The Foremans had been allowed to call their family after initially being denied calls for the first seven months of their sentences, but since May they have again been cut off, according to the U.S.-based Human Rights Activists News Agency (HRANA), which says they are also being denied adequate medical care. The organization says Craig has lost 35 pounds and Lindsay, who is also suffering dizzy spells and body tremors, has lost 30.

The couple has vehemently denied Iranian authorities’ spying allegations. In April, British lawmaker Hamish Falconer, who is also an under-secretary in the Foreign Office, said the Foremans were “innocent tourists.”

Bennett says the family has been buffeted by the relentless twists and turns of the Iran war, knowing Craig and Lindsay could be inadvertently hit by U.S. or Israeli strikes on the country.

“When military action escalates, you know, we don’t know how my mum and Craig are,” he told CBS News.

In June 2025, after the Foremans were due to be moved to Evin prison, Israeli forces bombed the facility. Bennett and his family only found out a month later they had not yet been transferred.

Having been held at separate prisons, they were eventually both moved to Evin in October 2025.

“Every headline that you see brings another wave of us asking ourselves, ‘Are they safe?'”

“Asking for mercy”

In June, two United Nations experts called on Iran to free the Foremans. 

“Lindsay and Craig Foreman should not be in prison,” U.N. special rapporteurs Mai Sato and Dr. Alice Jill Edwards said, having written to Iranian authorities in April. “They appear to have been wrongfully detained, prosecuted on highly questionable grounds, and sentenced after proceedings that failed to meet basic fair trial guarantees.”

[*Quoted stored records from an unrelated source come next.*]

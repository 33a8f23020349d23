//! # keel-cache
//!
//! Node-partitioned, version-addressed snapshot cache.
//!
//! This crate is the serving core of keel. It keeps one authoritative
//! [`Snapshot`] per client node and mediates between a configuration
//! producer and many long-lived consumers:
//!
//! - [`SnapshotCache`] - the cache itself: snapshot installs, watch
//!   dispatch, one-shot fetches, and an optional TTL heartbeat loop
//! - [`Snapshot`] - immutable per-node resource bundle with per-type
//!   versions and a lazily-derived per-resource version map
//! - [`StreamState`] - per-connection knowledge used for the subset
//!   fast-path and delta diffing
//! - [`StatusInfo`] - per-node watch tables and diagnostics
//!
//! ## Key Design Decisions
//!
//! - One reader-writer lock over the snapshot/status maps, one inner mutex
//!   per status entry; lock order is always cache → status
//! - Responses are emitted under the lock via non-blocking sends into
//!   bounded channels the embedder keeps capacity in
//! - Snapshots are immutable and atomically replaced; version comparison is
//!   equality only
//! - Delta version digests are built lazily, only when a delta watch is open
//!
//! ## Example
//!
//! ```rust,ignore
//! use keel_cache::{Snapshot, SnapshotCache};
//! use keel_core::IdHash;
//! use tokio_util::sync::CancellationToken;
//!
//! let cache = SnapshotCache::new(true, IdHash);
//!
//! let snapshot = Snapshot::builder()
//!     .version("v1")
//!     .build();
//!
//! cache.set_snapshot(&CancellationToken::new(), "node-1", snapshot)?;
//! ```

#![cfg_attr(docsrs, feature(doc_cfg))]
#![deny(unsafe_code)]
#![warn(missing_docs)]

mod cache;
mod delta;
mod snapshot;
mod stats;
mod status;
mod stream;
mod types;

#[cfg(test)]
mod testutil;

pub use cache::{Cache, SnapshotCache};
pub use snapshot::{Snapshot, SnapshotBuilder, SnapshotResources, VersionMap};
pub use stats::CacheStats;
pub use status::StatusInfo;
pub use stream::{shared, SharedStreamState, StreamState};
pub use types::{
    DeltaRequest, DeltaResource, DeltaResponse, DeltaResponseSink, Request, Response,
    ResponseSink, WatchCancel,
};
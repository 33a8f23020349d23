//! Cache operation counters.

use std::sync::atomic::{AtomicU64, Ordering};

/// Statistics for cache operations.
///
/// All counters are atomic and can be read from any thread.
#[derive(Debug, Default)]
pub struct CacheStats {
    /// Snapshot installs.
    snapshots_set: AtomicU64,
    /// Snapshot clears.
    snapshots_cleared: AtomicU64,
    /// Watches registered (SOTW and delta).
    watches_opened: AtomicU64,
    /// Watches removed via their cancel handle.
    watches_cancelled: AtomicU64,
    /// State-of-the-world responses handed to sinks.
    responses_sent: AtomicU64,
    /// Delta responses handed to sinks.
    delta_responses_sent: AtomicU64,
    /// Heartbeat responses handed to sinks.
    heartbeats_sent: AtomicU64,
    /// Fetches answered with a response.
    fetches_served: AtomicU64,
    /// Fetches skipped because the client was up to date.
    fetches_skipped: AtomicU64,
}

impl CacheStats {
    /// Create new cache statistics.
    pub fn new() -> Self {
        Self::default()
    }

    #[inline]
    pub(crate) fn record_set(&self) {
        self.snapshots_set.fetch_add(1, Ordering::Relaxed);
    }

    #[inline]
    pub(crate) fn record_clear(&self) {
        self.snapshots_cleared.fetch_add(1, Ordering::Relaxed);
    }

    #[inline]
    pub(crate) fn record_watch_opened(&self) {
        self.watches_opened.fetch_add(1, Ordering::Relaxed);
    }

    #[inline]
    pub(crate) fn record_watch_cancelled(&self) {
        self.watches_cancelled.fetch_add(1, Ordering::Relaxed);
    }

    #[inline]
    pub(crate) fn record_response(&self) {
        self.responses_sent.fetch_add(1, Ordering::Relaxed);
    }

    #[inline]
    pub(crate) fn record_delta_response(&self) {
        self.delta_responses_sent.fetch_add(1, Ordering::Relaxed);
    }

    #[inline]
    pub(crate) fn record_heartbeat(&self) {
        self.heartbeats_sent.fetch_add(1, Ordering::Relaxed);
    }

    #[inline]
    pub(crate) fn record_fetch_served(&self) {
        self.fetches_served.fetch_add(1, Ordering::Relaxed);
    }

    #[inline]
    pub(crate) fn record_fetch_skipped(&self) {
        self.fetches_skipped.fetch_add(1, Ordering::Relaxed);
    }

    /// Total snapshot installs.
    #[inline]
    pub fn snapshots_set(&self) -> u64 {
        self.snapshots_set.load(Ordering::Relaxed)
    }

    /// Total snapshot clears.
    #[inline]
    pub fn snapshots_cleared(&self) -> u64 {
        self.snapshots_cleared.load(Ordering::Relaxed)
    }

    /// Total watches registered.
    #[inline]
    pub fn watches_opened(&self) -> u64 {
        self.watches_opened.load(Ordering::Relaxed)
    }

    /// Total watches cancelled.
    #[inline]
    pub fn watches_cancelled(&self) -> u64 {
        self.watches_cancelled.load(Ordering::Relaxed)
    }

    /// Total state-of-the-world responses sent.
    #[inline]
    pub fn responses_sent(&self) -> u64 {
        self.responses_sent.load(Ordering::Relaxed)
    }

    /// Total delta responses sent.
    #[inline]
    pub fn delta_responses_sent(&self) -> u64 {
        self.delta_responses_sent.load(Ordering::Relaxed)
    }

    /// Total heartbeat responses sent.
    #[inline]
    pub fn heartbeats_sent(&self) -> u64 {
        self.heartbeats_sent.load(Ordering::Relaxed)
    }

    /// Total fetches answered with a response.
    #[inline]
    pub fn fetches_served(&self) -> u64 {
        self.fetches_served.load(Ordering::Relaxed)
    }

    /// Total fetches skipped as up to date.
    #[inline]
    pub fn fetches_skipped(&self) -> u64 {
        self.fetches_skipped.load(Ordering::Relaxed)
    }
}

The British government, which has advised against all travel to Iran since May 2022, previously called the decade-long sentence “completely appalling and totally unjustifiable.”

The family welcomed an announcement this week that the U.K. government had appointed its first envoy to support British nationals detained in complex cases overseas. They’re pushing for the U.K. to formally recognize the couple’s case as arbitrary detention.

Asked what he thought it would take to bring them home, Bennett replied said it would require “courage” and “political will.”

If the British government “makes these cases a genuine priority, people do come home. You see that with Nazanin [Zaghari-Ratcliffe], Anoosheh [Ashoori] and others,” he said, referring to Britons held in Iran who were released in 2022.

“Every case is different, but history shows that persistence, international cooperation and determined engagement, they all matter,” he said. “We are asking, with everything we have, for them to be shown mercy and allowed to come home.”